Examine the entries and show every line in which the word "normalize" is found.

:: Materials provided ::
____
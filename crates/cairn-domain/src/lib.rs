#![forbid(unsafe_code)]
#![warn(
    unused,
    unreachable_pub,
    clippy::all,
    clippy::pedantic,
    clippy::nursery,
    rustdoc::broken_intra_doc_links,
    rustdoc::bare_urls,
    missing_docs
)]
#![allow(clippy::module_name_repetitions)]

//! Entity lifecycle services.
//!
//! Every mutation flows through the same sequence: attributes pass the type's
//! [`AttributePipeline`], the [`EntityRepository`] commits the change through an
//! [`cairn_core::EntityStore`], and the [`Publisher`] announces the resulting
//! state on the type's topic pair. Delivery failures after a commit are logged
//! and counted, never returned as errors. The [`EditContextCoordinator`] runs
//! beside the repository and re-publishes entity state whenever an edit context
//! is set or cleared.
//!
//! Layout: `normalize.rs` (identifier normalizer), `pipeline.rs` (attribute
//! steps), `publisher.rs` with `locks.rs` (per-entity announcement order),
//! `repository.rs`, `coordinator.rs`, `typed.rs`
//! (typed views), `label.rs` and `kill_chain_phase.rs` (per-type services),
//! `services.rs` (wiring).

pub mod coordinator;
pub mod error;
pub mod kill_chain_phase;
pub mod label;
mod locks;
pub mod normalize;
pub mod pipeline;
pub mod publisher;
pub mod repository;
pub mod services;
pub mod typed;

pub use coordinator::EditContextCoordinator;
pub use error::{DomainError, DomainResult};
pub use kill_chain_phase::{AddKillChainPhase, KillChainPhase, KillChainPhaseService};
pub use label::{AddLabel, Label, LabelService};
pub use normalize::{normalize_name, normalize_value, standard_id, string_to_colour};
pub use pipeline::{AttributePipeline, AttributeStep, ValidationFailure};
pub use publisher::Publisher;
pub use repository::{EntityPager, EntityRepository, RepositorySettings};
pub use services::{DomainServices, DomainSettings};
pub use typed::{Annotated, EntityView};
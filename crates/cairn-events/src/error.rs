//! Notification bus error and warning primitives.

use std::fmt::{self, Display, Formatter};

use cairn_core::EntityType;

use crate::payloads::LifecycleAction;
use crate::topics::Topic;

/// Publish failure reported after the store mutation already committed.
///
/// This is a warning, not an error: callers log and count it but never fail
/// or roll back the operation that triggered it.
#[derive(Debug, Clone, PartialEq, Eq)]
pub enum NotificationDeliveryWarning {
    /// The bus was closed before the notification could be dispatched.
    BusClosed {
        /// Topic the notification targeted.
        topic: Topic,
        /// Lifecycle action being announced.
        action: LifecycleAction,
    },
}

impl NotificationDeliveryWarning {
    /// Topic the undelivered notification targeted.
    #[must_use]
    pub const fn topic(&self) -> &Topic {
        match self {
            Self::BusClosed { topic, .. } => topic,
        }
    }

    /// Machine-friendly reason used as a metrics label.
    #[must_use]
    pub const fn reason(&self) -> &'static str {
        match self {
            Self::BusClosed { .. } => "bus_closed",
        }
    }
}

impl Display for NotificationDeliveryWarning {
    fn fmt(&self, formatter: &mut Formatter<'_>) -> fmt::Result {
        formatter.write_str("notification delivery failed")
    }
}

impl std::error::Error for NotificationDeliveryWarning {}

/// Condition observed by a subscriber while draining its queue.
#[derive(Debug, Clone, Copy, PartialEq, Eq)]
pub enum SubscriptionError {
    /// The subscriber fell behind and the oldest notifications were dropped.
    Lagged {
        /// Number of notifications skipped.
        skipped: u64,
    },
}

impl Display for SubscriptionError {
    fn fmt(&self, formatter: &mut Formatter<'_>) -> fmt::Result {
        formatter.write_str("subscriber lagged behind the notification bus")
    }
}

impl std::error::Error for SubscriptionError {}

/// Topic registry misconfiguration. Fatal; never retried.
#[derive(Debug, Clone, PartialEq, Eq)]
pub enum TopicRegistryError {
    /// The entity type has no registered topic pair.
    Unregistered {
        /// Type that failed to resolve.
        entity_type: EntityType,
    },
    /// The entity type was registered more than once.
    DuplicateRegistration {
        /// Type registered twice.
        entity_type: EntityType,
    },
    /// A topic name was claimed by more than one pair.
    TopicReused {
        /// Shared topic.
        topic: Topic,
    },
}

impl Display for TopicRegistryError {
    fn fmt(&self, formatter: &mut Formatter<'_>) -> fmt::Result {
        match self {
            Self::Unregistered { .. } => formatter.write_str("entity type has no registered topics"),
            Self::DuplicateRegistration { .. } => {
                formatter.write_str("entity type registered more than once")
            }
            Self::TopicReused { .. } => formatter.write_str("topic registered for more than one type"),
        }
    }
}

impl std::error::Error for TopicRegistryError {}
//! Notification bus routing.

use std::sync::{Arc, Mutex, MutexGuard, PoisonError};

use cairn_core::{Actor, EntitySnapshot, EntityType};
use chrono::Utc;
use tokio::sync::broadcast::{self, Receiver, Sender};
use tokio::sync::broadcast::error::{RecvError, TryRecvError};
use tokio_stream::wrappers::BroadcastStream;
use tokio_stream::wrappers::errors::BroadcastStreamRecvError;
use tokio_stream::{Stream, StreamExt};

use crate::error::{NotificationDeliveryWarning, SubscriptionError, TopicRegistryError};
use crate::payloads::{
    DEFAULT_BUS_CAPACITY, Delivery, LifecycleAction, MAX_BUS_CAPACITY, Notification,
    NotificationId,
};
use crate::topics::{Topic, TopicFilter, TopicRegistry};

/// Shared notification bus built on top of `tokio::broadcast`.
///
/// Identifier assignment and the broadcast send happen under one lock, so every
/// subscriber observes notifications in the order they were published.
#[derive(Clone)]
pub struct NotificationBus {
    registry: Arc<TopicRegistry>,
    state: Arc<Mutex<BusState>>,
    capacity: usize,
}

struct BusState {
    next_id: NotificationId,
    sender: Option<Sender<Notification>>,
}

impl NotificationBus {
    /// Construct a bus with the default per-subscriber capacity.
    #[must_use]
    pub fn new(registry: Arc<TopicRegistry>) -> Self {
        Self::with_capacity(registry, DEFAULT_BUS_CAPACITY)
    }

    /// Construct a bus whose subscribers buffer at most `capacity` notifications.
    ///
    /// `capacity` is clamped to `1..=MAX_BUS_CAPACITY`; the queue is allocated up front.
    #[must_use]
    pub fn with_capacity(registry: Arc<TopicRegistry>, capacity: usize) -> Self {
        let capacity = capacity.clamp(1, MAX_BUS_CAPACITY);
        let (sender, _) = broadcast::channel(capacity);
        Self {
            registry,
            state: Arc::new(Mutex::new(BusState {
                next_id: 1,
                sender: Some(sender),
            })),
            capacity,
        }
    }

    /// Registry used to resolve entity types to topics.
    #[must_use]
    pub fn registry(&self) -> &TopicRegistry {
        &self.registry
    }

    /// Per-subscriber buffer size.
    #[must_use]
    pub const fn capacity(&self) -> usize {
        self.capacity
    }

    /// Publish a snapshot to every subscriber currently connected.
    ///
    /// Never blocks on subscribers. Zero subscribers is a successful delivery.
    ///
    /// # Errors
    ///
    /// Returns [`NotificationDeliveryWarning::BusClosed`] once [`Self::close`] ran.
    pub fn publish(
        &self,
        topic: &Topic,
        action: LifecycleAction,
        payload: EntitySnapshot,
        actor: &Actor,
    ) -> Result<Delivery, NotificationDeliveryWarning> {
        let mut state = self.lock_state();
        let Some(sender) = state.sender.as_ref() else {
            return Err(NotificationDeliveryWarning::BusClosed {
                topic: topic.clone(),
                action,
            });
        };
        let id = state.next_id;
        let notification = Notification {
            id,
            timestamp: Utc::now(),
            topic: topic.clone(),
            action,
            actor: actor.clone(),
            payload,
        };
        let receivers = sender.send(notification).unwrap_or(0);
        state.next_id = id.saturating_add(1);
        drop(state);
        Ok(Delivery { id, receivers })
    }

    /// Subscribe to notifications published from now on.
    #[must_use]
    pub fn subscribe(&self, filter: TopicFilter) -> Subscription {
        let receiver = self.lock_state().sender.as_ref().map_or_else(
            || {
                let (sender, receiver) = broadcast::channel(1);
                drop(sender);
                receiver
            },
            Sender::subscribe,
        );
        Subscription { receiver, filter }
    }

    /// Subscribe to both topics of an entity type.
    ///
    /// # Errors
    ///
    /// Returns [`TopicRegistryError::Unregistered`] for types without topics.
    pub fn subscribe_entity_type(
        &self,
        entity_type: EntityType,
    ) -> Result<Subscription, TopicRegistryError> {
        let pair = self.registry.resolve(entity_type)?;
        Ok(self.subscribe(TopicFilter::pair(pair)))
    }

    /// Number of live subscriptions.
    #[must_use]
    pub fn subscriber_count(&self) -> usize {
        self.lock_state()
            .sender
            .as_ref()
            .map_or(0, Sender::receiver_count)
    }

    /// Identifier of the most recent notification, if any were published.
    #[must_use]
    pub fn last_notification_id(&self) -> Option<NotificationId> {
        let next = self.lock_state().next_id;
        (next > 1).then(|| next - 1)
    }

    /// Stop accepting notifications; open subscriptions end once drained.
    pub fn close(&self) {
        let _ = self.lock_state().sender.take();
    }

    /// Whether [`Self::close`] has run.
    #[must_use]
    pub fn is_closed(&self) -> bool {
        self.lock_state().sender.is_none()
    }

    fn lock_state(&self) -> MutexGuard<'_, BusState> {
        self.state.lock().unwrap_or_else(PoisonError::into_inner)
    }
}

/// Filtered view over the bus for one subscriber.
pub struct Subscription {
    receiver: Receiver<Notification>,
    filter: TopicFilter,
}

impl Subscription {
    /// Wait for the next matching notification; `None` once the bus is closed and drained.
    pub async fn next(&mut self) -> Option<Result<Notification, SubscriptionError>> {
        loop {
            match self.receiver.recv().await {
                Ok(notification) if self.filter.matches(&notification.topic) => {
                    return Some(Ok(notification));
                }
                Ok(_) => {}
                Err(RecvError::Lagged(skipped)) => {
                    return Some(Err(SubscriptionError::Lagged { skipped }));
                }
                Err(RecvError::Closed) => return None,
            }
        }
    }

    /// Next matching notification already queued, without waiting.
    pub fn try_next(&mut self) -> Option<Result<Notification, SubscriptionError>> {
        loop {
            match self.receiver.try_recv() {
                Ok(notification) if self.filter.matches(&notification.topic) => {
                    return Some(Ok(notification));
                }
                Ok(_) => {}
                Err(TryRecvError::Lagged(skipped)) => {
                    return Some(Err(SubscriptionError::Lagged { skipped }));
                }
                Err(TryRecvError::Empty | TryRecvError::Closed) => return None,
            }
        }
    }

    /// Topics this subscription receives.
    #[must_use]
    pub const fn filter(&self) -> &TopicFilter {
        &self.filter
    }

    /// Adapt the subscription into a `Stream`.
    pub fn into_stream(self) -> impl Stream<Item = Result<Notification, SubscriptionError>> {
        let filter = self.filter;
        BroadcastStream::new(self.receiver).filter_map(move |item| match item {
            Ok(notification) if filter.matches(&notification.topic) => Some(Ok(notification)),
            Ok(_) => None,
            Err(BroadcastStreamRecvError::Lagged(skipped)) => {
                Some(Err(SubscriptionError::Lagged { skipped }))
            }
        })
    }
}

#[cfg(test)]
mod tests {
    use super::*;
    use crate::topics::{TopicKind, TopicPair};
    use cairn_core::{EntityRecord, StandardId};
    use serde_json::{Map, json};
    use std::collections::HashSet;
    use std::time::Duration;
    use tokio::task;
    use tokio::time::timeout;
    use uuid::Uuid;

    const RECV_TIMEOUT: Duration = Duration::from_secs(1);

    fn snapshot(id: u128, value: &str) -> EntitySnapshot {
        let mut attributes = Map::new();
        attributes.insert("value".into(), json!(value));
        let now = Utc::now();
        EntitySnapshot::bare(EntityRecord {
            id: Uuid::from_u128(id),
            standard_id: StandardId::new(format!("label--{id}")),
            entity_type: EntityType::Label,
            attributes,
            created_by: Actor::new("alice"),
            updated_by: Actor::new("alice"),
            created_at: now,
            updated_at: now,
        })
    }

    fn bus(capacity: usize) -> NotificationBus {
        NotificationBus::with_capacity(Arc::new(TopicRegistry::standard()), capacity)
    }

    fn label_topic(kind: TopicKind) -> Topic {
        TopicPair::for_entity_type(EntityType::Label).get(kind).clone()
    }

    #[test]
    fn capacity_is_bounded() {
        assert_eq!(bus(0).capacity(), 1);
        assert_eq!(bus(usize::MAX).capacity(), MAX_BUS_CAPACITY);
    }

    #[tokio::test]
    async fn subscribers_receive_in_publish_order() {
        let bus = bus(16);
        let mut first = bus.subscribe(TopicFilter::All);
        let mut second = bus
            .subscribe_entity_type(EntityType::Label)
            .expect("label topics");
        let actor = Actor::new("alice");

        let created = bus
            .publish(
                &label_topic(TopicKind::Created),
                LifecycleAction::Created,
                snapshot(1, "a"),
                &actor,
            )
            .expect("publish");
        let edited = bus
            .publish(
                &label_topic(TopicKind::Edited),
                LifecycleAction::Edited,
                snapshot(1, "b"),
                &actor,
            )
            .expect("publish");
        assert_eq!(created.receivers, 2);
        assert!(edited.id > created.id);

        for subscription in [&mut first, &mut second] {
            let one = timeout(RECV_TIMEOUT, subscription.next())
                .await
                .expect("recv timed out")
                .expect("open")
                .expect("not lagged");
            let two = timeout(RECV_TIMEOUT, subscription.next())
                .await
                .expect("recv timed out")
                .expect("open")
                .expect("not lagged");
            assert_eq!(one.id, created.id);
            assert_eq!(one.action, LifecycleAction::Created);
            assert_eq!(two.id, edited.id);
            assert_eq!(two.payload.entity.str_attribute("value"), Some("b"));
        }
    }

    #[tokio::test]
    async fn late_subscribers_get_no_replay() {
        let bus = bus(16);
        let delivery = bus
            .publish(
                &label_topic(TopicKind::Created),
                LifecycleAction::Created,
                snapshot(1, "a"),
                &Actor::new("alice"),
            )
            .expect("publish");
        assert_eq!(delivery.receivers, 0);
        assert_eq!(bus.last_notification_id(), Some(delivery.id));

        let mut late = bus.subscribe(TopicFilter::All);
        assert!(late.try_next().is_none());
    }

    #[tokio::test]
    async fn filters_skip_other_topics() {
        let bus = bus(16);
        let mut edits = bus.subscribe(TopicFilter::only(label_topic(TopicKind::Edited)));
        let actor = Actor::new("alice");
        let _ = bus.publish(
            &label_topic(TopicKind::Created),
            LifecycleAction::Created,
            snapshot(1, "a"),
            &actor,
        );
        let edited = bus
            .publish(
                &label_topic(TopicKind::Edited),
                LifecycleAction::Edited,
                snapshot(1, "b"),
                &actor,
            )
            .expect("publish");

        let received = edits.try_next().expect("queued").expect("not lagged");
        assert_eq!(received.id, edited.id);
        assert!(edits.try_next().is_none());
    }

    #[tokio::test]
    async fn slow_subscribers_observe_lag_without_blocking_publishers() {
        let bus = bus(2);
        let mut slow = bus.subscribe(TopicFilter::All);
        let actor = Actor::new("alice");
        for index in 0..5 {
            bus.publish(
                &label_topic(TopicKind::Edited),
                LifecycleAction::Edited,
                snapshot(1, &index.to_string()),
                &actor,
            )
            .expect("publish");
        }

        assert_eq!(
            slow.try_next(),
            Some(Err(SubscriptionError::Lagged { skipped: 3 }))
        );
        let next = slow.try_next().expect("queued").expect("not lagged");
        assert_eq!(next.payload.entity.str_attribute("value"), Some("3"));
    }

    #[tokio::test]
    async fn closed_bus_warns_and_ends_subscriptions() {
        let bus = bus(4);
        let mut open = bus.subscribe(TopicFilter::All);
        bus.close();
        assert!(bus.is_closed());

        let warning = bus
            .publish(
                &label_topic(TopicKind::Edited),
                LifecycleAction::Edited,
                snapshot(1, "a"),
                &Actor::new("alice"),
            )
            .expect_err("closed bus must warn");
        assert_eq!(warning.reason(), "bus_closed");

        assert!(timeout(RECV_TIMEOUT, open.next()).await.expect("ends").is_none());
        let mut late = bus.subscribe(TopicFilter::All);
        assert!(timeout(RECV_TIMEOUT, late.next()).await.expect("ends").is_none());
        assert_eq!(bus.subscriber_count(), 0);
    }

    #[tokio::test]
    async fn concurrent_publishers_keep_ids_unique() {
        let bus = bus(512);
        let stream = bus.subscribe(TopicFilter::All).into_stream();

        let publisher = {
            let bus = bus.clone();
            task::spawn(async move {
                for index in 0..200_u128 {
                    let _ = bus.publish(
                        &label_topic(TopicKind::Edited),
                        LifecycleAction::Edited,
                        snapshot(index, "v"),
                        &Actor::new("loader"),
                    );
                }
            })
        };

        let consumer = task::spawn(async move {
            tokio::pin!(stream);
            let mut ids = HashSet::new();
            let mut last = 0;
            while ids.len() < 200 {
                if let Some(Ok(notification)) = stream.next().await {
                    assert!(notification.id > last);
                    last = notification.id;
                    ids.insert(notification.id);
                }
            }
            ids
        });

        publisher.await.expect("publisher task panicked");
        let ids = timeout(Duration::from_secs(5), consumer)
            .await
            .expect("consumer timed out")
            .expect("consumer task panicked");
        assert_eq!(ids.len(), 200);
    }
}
____
:: Exercise response ::
//! Layout: `normalize.rs` (identifier normalizer), `pipeline.rs` (attribute
pub mod normalize;
pub use normalize::{normalize_name, normalize_value, standard_id, string_to_colour};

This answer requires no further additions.